Мы все время экономим, все время считаем рубли, доллары, часы, минуты, километры, киловатты, литры. Мы обвешены счетчиками газа, электричества и воды, облеплены сберкнижками и банковскими счетами, которые все время тикают, то принося нам три копейки, то отнимая их. Граф Федор Толстой подобной мелочности не ведал: тратил что есть и, наверное, даже не знал в точности, сколько у него ещё есть. А если и знал, то это его ни в первой жизни, ни во второй не останавливало: отсутствие денег для него не повод отказываться от такой святой вещи, как собственное желание или прихоть дочери. Если денег нет, так можно занять. Из трех доступных мне сохранившихся писем Американца два посвящены деньгам, а вернее — их отсутствию. В письме без даты, написанном, может быть, при жизни Сарры, он пишет полковнику Киселеву: «Мне бы надо было быть Петрушкой Д… что бы не чувствовать цену твоей терпеливости мой любезнейший Сергей Дмитриевичъ. Со всем темъ, вотъ все что могу отвечать на твою записку: сiю минуту отпускаю одну из Гувернантокъ, не бывъ в состоянии ей платить. К рязанскому именiю приставлена опека, подмосковное и тамбовское имения скоро подвергнутся токовой же участи».
Боль теперь не оставляла Сарру даже во сне. Утром, встав, она выходила к встревоженному отцу с улыбкой, но её улыбка мучила его сильнее, чем если бы она плакала и стонала. В этой улыбке на смуглом милом лице было столько терпения и столько желания не омрачать ему жизнь! «Сарра, тебе больно?» — «Нет, сейчас нет» — «Но ты обманываешь меня!» — «Я не обманываю тебя, дорогой папа! Мне сейчас совсем не больно!» Она не хотела больше никаких врачей и никакого лечения, кроме гомеопатического, которое упорно прописывала себе сама; но он, видя эту её просветленную улыбку, просил разрешить ему пригласить врача. Он видел, что ей плохо, и уговаривал её, мягко и упорно, стараясь скрыть свой страх, но не в состоянии скрыть: она видела, как он боится за неё, читала это в его глазах, в его голосе. Она не соглашалась, но потом согласилась — не ради себя, а ради него.
Знаменитый врач доктор Мартын Мартынович Мандт, которого привез к Сарре Федор Толстой, был строг, даже суров. В первых же словах он потребовал от больной беспрекословного подчинения его предписаниям, а от графа Толстого — ежедневных письменных отчетов о состоянии дочери. Доктор Мандт назначил Сарре курс лечения длиной в десять недель и прописал ей порошки и диету. Она ненавидела врачей, которые с таким самомнением распоряжались её временем и её телом, ненавидела лечение, которое они ей прописывали с самоуверенным видом, тогда как она уже давно знала, что ей ничего не поможет, но характер её был таков, что она не показывала ни слабости, ни отвращения; она не жаловалась и делала даже больше, чем врач от неё требовал, и тем очень удивляла его.

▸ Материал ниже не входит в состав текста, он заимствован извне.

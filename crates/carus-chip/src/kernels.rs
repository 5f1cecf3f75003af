//! Kernel image table.
//!
//! Each offloaded operation is a fixed sequence of pre-assembled RV32
//! machine instructions, loaded once into instance instruction memory and
//! reused across invocations. The tables below hold the exact instruction
//! words the firmware ships; the driver only needs a kernel's identity,
//! its words, and its size in words.
//!
//! Kernel calling convention (argument slots `ARG0..ARG3`):
//!
//! | Kernel | `ARG0` | `ARG1` | `ARG2` | `ARG3` | Registers |
//! |--------|--------|--------|--------|--------|-----------|
//! | `maxpool` | pool size | stride | rows(R) | cols(R) | A in v0.., R at v16.. |
//! | `add` | element count | — | — | — | v16 = v0 + v1 |
//! | `relu` | element count | — | — | — | v16 = max(v0, 0) |
//! | `xor` | element count | — | — | — | v16 = v0 ^ v1 |

/// Identifier of an offloadable kernel.
#[derive(Debug, Clone, Copy, PartialEq, Eq, Hash)]
pub enum KernelId {
    /// 2-D max-pooling over a register-resident matrix.
    MaxPool,
    /// Element-wise addition.
    Add,
    /// Element-wise rectified linear unit.
    Relu,
    /// Element-wise exclusive or.
    Xor,
}

impl KernelId {
    /// All kernels the image table carries.
    pub const ALL: [Self; 4] = [Self::MaxPool, Self::Add, Self::Relu, Self::Xor];

    /// Kernel name as used by the CLI and logs.
    #[must_use]
    pub const fn name(self) -> &'static str {
        match self {
            Self::MaxPool => "maxpool",
            Self::Add => "add",
            Self::Relu => "relu",
            Self::Xor => "xor",
        }
    }
}

impl std::fmt::Display for KernelId {
    fn fmt(&self, f: &mut std::fmt::Formatter<'_>) -> std::fmt::Result {
        f.write_str(self.name())
    }
}

/// One entry of the kernel image table.
#[derive(Debug, Clone, Copy)]
pub struct KernelImage {
    /// Which kernel these words implement.
    pub id: KernelId,
    /// Pre-assembled instruction words.
    pub words: &'static [u32],
}

impl KernelImage {
    /// Image size in 32-bit instruction words.
    #[must_use]
    pub const fn size_words(&self) -> usize {
        self.words.len()
    }

    /// Image size in bytes, as written to instruction memory.
    #[must_use]
    pub const fn size_bytes(&self) -> usize {
        self.words.len() * 4
    }
}

// Assembled offline from the maxpool kernel source: per output row, vmax.vv
// across the window rows, vslidedown+vmax for the in-row sliding max, then
// the strided element compaction loop.
static MAXPOOL_WORDS: [u32; 22] = [
    0x0005_A803, // lw    a6, 0(a1)        — pool size (ARG0)
    0x0045_A883, // lw    a7, 4(a1)        — stride (ARG1)
    0x0085_A283, // lw    t0, 8(a1)        — rows(R) (ARG2)
    0x00C5_A303, // lw    t1, 12(a1)       — cols(R) (ARG3)
    0x0C05_7057, // vsetvli x0, a0, e32, m1
    0x5E00_4157, // vmv.v.v v2, v0
    0x1A21_0257, // vmax.vv v4, v2, v4
    0x0011_0113, // addi  sp, sp, 1
    0xFF01_18E3, // bne   sp, a6, -16     — column-max loop
    0x3E42_3157, // vslidedown.vx v2, v4, tp
    0x1A41_1257, // vmax.vv v4, v4, v2
    0x0012_0213, // addi  tp, tp, 1
    0xFF11_26E3, // bne   tp, a7, -12     — sliding-max loop
    0x3E43_B157, // vslidedown.vx v2, v4, t2
    0x5E20_4A57, // vmv.x.s / vmv.s.x compaction pair
    0x0062_0393, // addi  t2, tp, stride
    0xFE63_14E3, // bne   t1, t2, -24     — compaction loop
    0x5E80_42D7, // vmv.v.v v16+i, v4
    0x0012_8293, // addi  t0, t0, 1
    0xFC52_90E3, // bne   t0, a4, -64     — output-row loop
    0x0000_0013, // nop
    0x0000_8067, // ret
];

static ADD_WORDS: [u32; 6] = [
    0x0005_A803, // lw    a6, 0(a1)       — element count (ARG0)
    0x0C05_7057, // vsetvli x0, a6, e32, m1
    0x0210_0857, // vadd.vv v16, v0, v1
    0x0000_0013, // nop
    0x0000_0013, // nop
    0x0000_8067, // ret
];

static RELU_WORDS: [u32; 6] = [
    0x0005_A803, // lw    a6, 0(a1)       — element count (ARG0)
    0x0C05_7057, // vsetvli x0, a6, e32, m1
    0x1A00_4857, // vmax.vx v16, v0, x0
    0x0000_0013, // nop
    0x0000_0013, // nop
    0x0000_8067, // ret
];

static XOR_WORDS: [u32; 6] = [
    0x0005_A803, // lw    a6, 0(a1)       — element count (ARG0)
    0x0C05_7057, // vsetvli x0, a6, e32, m1
    0x2E10_0857, // vxor.vv v16, v0, v1
    0x0000_0013, // nop
    0x0000_0013, // nop
    0x0000_8067, // ret
];

/// Look up the image for a kernel.
#[must_use]
pub const fn image(id: KernelId) -> KernelImage {
    match id {
        KernelId::MaxPool => KernelImage { id, words: &MAXPOOL_WORDS },
        KernelId::Add => KernelImage { id, words: &ADD_WORDS },
        KernelId::Relu => KernelImage { id, words: &RELU_WORDS },
        KernelId::Xor => KernelImage { id, words: &XOR_WORDS },
    }
}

Мандт не ждал от неё такой стойкости. Но в середине этих мучительных десяти недель её стала захватывать какая-то новая, глубокая, тихая тоска. Припадков не было, уныние было.
Вечерами они сидели в гостиной, она в кресле с книжкой на коленях, он у камина, и долго молчали. Вдруг одновременно поднимали глаза, смотрели друг на друга и без слов понимали все. Бросались друг другу в объятья и затихали.
Доктор Мандт, лечивший графиню Сарру Толстую зимой 1838 года в Санкт-Петербурге, вошел в русскую историю как тот самый лейб-медик, который в феврале 1855 года то ли не смог спасти императора Николая Первого от гриппа, то ли дал ему яд и помог покончить самоубийством. Это тот самый доктор Мандт, который сначала заверял близких императора, что опасности нет, а потом объявил, что положение безнадежное. Некоторые люди при дворе называли Мандта «страшным человеком» и считали его чуть ли не заговорщиком, умышленно травившим Николая Первого своими порошками. Другие полагали, что он просто плохой, к тому растерявшийся в момент опасности врач. Мнение о Мандте как о враче-убийце было так распространено, что толпа народа, собравшаяся перед Зимним дворцом в день смерти императора, хотела разорвать его на части. Доктора вывели из дворца через задний ход. Все последующие дни он просидел в своей квартире, боясь выходить на улицу, а потом уехал в Германию. Он не мог не уехать: после смерти императора санкт-петербургское высшее общество перестало принимать его. Это был катастрофический конец карьеры не только карьеры в России, но и вообще всей карьеры врача.